Ma vision s'ajuste en flous alors que j'ouvre lentement les yeux. Le sang imbibe ma main en jaillissant de l'endroit où mon couteau est planté, je ne suis ni heureuse ni triste d'avoir peut-être mis fin à sa vie. Puis j'entends sa voix derrière moi aussi forte que mes pensées.

"Qu'as-tu fait ?"

"Ce n'est pas possible, comment puis-je entendre sa voix ? N'est-ce pas lui que j'ai poignardé ?"

Mes yeux s'écarquillent alors que je distingue le visage de la personne que j'ai poignardée.

C'est Madame Gilford.

Son corps à moitié inerte repose devant moi et le couteau dans ma main est planté dans sa poitrine. Ses yeux froids me fixent tandis que je regarde impuissante la vie restante en elle s'évaporer.

Je lâche la prise du couteau et je gémis, "Qu'ai-je fait ?"

"Toi, fille démoniaque, tu viens de tuer ta mère." Il répond à ma question rhétorique avec dureté.

"Non ! Non ! Non ! Ça ne peut pas être !" Je sens tout mon monde s'effondrer en quelques secondes. J'ai tué la seule personne qui donnait à cette maison un semblant de foyer.

"Je savais que tu préparais quelque chose de mauvais dès le premier jour où j'ai posé les yeux sur toi."

"Maman, s'il te plaît, réveille-toi ! S'il te plaît, Maman, réveille-toi ! S'il te plaît," pleurant silencieusement à ma mère, ce sont les seuls mots que je pouvais murmurer. Je m'agenouille là, sanglotant et berçant doucement son corps d'avant en arrière, attendant qu'elle se réveille et me dise que rien ne va mal chez elle, mais rien ne se passe.

"Je veux que tu t'agenouilles là et que tu réfléchisses à ce que tu viens de faire." Il dit en sortant de la maison en claquant la porte derrière lui. Il a dû verrouiller les portes ou peut-être pas, une chose est sûre, c'est que je ne peux pas laisser le corps de Madame Gilford ici.

Je reste là et pleure pendant ce qui semble être une éternité, mais en réalité, ce ne sont que trois heures. À la fin de cette éternité, je marche en tremblant dans ma chambre, atteignant le coin du lit, je m'assois là, posant ma tête sur mes genoux avec mes mains sur la nuque en pleurant. Je ne pouvais plus aller à l'école.

J'étais en retard et je venais de mettre ma mère en retard.

"Que pourrait-il faire ? Et s'il fait pire pour moi ?"

Réalisant que je dois agir vite, car je n'ai personne qui me soutiendrait après avoir su que je suis une meurtrière, pas même Laura, je saisis rapidement mon sac, y fourrant quelques vêtements, prenant toutes mes économies que j'avais toujours gardées sous mon lit, me préparant pour son retour, je m'assois et j'attends dans la peur, les mains tremblantes et les jambes flageolantes.

Il fait de plus en plus sombre, et toujours aucune nouvelle de lui.
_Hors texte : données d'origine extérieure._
// self
use crate::{_prelude::*, obs::CallKind};

/// Type alias that resolves to an instrumented future when tracing is enabled.
#[cfg(feature = "tracing")]
pub type InstrumentedCall<F> = tracing::instrument::Instrumented<F>;
/// Passthrough future type when tracing is disabled.
#[cfg(not(feature = "tracing"))]
pub type InstrumentedCall<F> = F;

/// A span builder used around gated calls.
#[derive(Clone, Debug)]
pub struct CallSpan {
	#[cfg(feature = "tracing")]
	span: tracing::Span,
}
impl CallSpan {
	/// Creates a new span tagged with the provided call kind + stage.
	pub fn new(kind: CallKind, stage: &str) -> Self {
		#[cfg(feature = "tracing")]
		{
			let span = tracing::info_span!("payments_client.call", call = kind.as_str(), stage);

			Self { span }
		}
		#[cfg(not(feature = "tracing"))]
		{
			let _ = (kind, stage);

			Self {}
		}
	}

	/// Instruments an async block without holding a guard across `.await` points.
	pub fn instrument<Fut>(&self, fut: Fut) -> InstrumentedCall<Fut>
	where
		Fut: Future,
	{
		#[cfg(feature = "tracing")]
		{
			use tracing::Instrument;

			fut.instrument(self.span.clone())
		}
		#[cfg(not(feature = "tracing"))]
		{
			fut
		}
	}
}

#[cfg(test)]
mod tests {
	// self
	use super::*;

	#[tokio::test]
	async fn instrument_wraps_future() {
		let span = CallSpan::new(CallKind::Api, "instrument_wraps_future");
		let value = span.instrument(async { 42 }).await;

		assert_eq!(value, 42);
	}
}
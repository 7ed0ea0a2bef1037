//! Drives a payments client through a two-permit window against a local stub server: the first
//! call spends one permit on the token refresh and one on the request, the second is refused
//! before touching the network.

// std
use std::sync::Arc;
// crates.io
use color_eyre::Result;
use httpmock::prelude::*;
use serde_json::Value;
use time::Duration;
// self
use payments_client::{
	client::{Client, ClientConfig},
	error::Error,
	ratelimit::{FixedWindowConfig, FixedWindowLimiter, MemoryBackend},
	url::Url,
};

#[tokio::main]
async fn main() -> Result<()> {
	color_eyre::install()?;

	let server = MockServer::start_async().await;
	let token_mock = server
		.mock_async(|when, then| {
			when.method(POST).path("/oauth/token");
			then.status(200).header("content-type", "application/json").body(
				"{\"access_token\":\"demo-access\",\"token_type\":\"bearer\",\"expires_in\":900}",
			);
		})
		.await;
	let payment_mock = server
		.mock_async(|when, then| {
			when.method(GET).path("/v1/payments/pay_demo");
			then.status(200)
				.header("content-type", "application/json")
				.body("{\"id\":\"pay_demo\",\"status\":\"captured\"}");
		})
		.await;
	let config = ClientConfig::builder()
		.base_url(Url::parse(&server.base_url())?)
		.token_url(Url::parse(&server.url("/oauth/token"))?)
		.client_id("demo-merchant")
		.client_secret("super-secret")
		.scope("payments.read")
		.build()?;
	let client = Client::new(config)?;
	let limiter = FixedWindowLimiter::<MemoryBackend>::with_system_clock(
		FixedWindowConfig::new(Duration::seconds(30), 2).with_key_prefix("demo:"),
		MemoryBackend::new(),
	);

	client.set_limiter_for_client(Arc::new(limiter));

	let payment: Value = client.get("/v1/payments/pay_demo").await?;

	println!("Fetched payment: {payment}.");

	match client.get::<Value>("/v1/payments/pay_demo").await {
		Err(Error::RateLimited { reset_at, retry_after }) =>
			println!("Second call refused until {reset_at} (retry after {retry_after:?})."),
		other => println!("Unexpected outcome: {other:?}."),
	}

	token_mock.assert_async().await;
	payment_mock.assert_async().await;

	Ok(())
}
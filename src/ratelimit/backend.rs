//! Storage contract for fixed-window counters.

// self
use crate::_prelude::*;

/// Boxed future returned by [`FixedWindowBackend::incr_window`].
pub type BackendFuture<'a, T> =
	Pin<Box<dyn Future<Output = Result<T, BackendError>> + 'a + Send>>;

/// Atomic "increment the counter of the window containing `now`" primitive.
///
/// Implementations must never hand the same post-increment count to two concurrent callers of
/// the same bucket, and must report `reset_at` as the end of the window containing `now`.
/// Errors are returned verbatim; retry policy belongs to the caller. Dropping the returned
/// future cancels the call.
pub trait FixedWindowBackend
where
	Self: Send + Sync,
{
	/// Increments the bucket for `base_key` in the window containing `now`.
	fn incr_window<'a>(
		&'a self,
		base_key: &'a str,
		window: Duration,
		now: OffsetDateTime,
	) -> BackendFuture<'a, WindowCount>;
}
impl<B> FixedWindowBackend for Arc<B>
where
	B: ?Sized + FixedWindowBackend,
{
	fn incr_window<'a>(
		&'a self,
		base_key: &'a str,
		window: Duration,
		now: OffsetDateTime,
	) -> BackendFuture<'a, WindowCount> {
		(**self).incr_window(base_key, window, now)
	}
}

/// Post-increment state of a window bucket.
#[derive(Clone, Copy, Debug, PartialEq, Eq)]
pub struct WindowCount {
	/// Admissions recorded in the bucket, this one included.
	pub count: u64,
	/// End of the window.
	pub reset_at: OffsetDateTime,
}

/// Error type produced by [`FixedWindowBackend`] implementations.
#[derive(Debug, ThisError)]
pub enum BackendError {
	/// The coordinated store answered the window script with an unexpected shape.
	#[error("Window script returned an unexpected result: {reply}.")]
	UnexpectedScriptResult {
		/// Debug rendering of the reply.
		reply: String,
	},
	/// The backend call exceeded its deadline; the increment may have been recorded.
	#[error("Backend call timed out after {timeout}.")]
	Timeout {
		/// Configured deadline.
		timeout: Duration,
	},
	/// Redis transport or script failure.
	#[cfg(feature = "redis")]
	#[error(transparent)]
	Redis(#[from] redis::RedisError),
	/// Failure reported by a custom backend.
	#[error("Backend failure: {message}.")]
	Other {
		/// Human-readable error payload.
		message: String,
	},
}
Je ne pense pas pouvoir attendre plus longtemps. En vitesse silencieuse, je sors de ma chambre et, en passant par la cuisine pour sortir par la porte de derrière, j'aperçois le corps de ma mère.

Mon cœur est brisé et j'ai du mal à respirer, c'est comme si ma poitrine allait exploser.

"Je suis tellement désolée, Maman, je pensais pouvoir te sauver. Je ne savais pas que j'étais vraiment une lâche comme il l'avait dit. Je sais que tu ne peux pas m'entendre mais j'espère que tu trouveras une place dans ton cœur pour me pardonner où que tu sois maintenant. Si tu étais vivante, tu voudrais toujours le meilleur pour moi. Je dois aller là où personne ne peut me trouver. Adieu, Maman."

Sanglotant avec le cœur battant la chamade, je sors de la maison, regardant à gauche et à droite pour m'assurer que personne ne m'a vue, descendant le perron, mes pas s'accélèrent, avant que je ne m'en rende compte, je cours dans l'obscurité de la nuit. Les seules pensées qui me viennent à l'esprit sont : "Je suis maintenant une fugitive."